── Material to process

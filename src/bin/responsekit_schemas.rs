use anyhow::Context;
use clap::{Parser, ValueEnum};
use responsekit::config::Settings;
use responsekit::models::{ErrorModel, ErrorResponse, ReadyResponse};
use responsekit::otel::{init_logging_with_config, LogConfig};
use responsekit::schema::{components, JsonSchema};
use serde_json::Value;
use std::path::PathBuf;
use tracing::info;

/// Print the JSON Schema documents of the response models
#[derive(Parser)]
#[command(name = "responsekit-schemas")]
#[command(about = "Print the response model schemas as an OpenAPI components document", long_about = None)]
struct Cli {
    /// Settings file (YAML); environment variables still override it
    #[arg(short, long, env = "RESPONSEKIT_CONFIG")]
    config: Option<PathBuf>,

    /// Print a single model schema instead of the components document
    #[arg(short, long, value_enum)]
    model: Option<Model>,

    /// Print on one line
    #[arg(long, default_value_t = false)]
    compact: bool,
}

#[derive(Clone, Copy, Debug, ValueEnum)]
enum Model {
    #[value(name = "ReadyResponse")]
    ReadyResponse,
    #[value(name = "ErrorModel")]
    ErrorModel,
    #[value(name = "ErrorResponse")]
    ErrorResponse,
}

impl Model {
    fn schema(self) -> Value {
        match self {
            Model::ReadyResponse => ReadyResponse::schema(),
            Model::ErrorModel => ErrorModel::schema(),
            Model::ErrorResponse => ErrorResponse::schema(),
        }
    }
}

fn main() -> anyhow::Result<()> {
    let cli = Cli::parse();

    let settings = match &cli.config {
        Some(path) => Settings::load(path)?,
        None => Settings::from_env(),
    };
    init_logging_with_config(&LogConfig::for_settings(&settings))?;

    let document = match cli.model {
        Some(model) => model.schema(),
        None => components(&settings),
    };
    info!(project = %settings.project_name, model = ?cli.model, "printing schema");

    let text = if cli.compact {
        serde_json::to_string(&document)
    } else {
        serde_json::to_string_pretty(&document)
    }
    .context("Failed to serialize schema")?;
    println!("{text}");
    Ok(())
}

────
── Material to process

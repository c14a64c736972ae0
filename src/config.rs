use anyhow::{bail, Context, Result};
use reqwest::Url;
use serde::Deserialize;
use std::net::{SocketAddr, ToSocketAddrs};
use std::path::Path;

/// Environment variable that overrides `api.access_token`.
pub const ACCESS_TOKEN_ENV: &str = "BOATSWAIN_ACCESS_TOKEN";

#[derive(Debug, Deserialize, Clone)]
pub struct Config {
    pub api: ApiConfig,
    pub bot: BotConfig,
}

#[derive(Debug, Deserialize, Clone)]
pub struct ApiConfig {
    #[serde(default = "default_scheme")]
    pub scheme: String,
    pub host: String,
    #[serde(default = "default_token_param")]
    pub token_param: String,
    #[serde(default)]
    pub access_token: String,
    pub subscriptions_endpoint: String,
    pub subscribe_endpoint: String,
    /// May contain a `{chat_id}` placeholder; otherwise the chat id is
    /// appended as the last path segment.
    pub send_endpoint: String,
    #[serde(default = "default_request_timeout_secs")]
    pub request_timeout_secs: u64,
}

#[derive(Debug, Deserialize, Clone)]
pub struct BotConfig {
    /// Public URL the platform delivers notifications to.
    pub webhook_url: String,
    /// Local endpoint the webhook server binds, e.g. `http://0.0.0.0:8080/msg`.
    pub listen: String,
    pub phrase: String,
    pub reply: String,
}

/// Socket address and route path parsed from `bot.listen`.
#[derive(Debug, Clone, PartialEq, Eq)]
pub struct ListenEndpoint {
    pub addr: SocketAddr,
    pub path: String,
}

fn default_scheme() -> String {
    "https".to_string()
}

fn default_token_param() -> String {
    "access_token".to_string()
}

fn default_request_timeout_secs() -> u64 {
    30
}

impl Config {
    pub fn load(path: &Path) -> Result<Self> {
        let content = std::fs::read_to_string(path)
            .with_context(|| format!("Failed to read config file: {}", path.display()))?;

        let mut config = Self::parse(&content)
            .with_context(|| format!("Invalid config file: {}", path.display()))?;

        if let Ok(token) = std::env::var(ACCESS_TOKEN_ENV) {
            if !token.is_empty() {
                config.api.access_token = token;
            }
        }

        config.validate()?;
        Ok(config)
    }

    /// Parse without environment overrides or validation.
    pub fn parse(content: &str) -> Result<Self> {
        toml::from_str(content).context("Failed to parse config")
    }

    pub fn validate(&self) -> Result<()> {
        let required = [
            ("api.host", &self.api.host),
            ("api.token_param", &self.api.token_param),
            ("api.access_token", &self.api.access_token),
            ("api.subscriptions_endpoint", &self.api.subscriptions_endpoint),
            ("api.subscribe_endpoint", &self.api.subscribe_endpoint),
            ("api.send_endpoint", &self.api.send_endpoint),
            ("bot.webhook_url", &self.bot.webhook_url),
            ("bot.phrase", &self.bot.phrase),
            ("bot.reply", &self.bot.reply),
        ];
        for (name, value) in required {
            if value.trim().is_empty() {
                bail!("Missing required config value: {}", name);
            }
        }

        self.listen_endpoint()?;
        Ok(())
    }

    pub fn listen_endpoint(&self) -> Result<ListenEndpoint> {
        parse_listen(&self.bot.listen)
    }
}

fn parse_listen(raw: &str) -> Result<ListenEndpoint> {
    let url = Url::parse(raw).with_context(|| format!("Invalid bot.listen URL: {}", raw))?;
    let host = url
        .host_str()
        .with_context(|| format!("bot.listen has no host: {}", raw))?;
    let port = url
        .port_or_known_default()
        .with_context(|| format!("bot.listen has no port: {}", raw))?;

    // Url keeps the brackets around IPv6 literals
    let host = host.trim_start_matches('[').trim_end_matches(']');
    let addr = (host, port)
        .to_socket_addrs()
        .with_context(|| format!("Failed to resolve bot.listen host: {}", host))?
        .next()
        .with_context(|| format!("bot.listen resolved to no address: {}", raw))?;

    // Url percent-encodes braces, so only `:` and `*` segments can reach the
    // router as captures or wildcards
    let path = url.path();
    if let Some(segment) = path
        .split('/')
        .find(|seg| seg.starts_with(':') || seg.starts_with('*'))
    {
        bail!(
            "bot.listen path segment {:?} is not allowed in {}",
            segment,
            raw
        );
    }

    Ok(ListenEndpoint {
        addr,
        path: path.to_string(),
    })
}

────

Task details.
The lines you need are those with the word "display"; list them from the entries.

Response area.
            .with_context(|| format!("Failed to read config file: {}", path.display()))?;
            .with_context(|| format!("Invalid config file: {}", path.display()))?;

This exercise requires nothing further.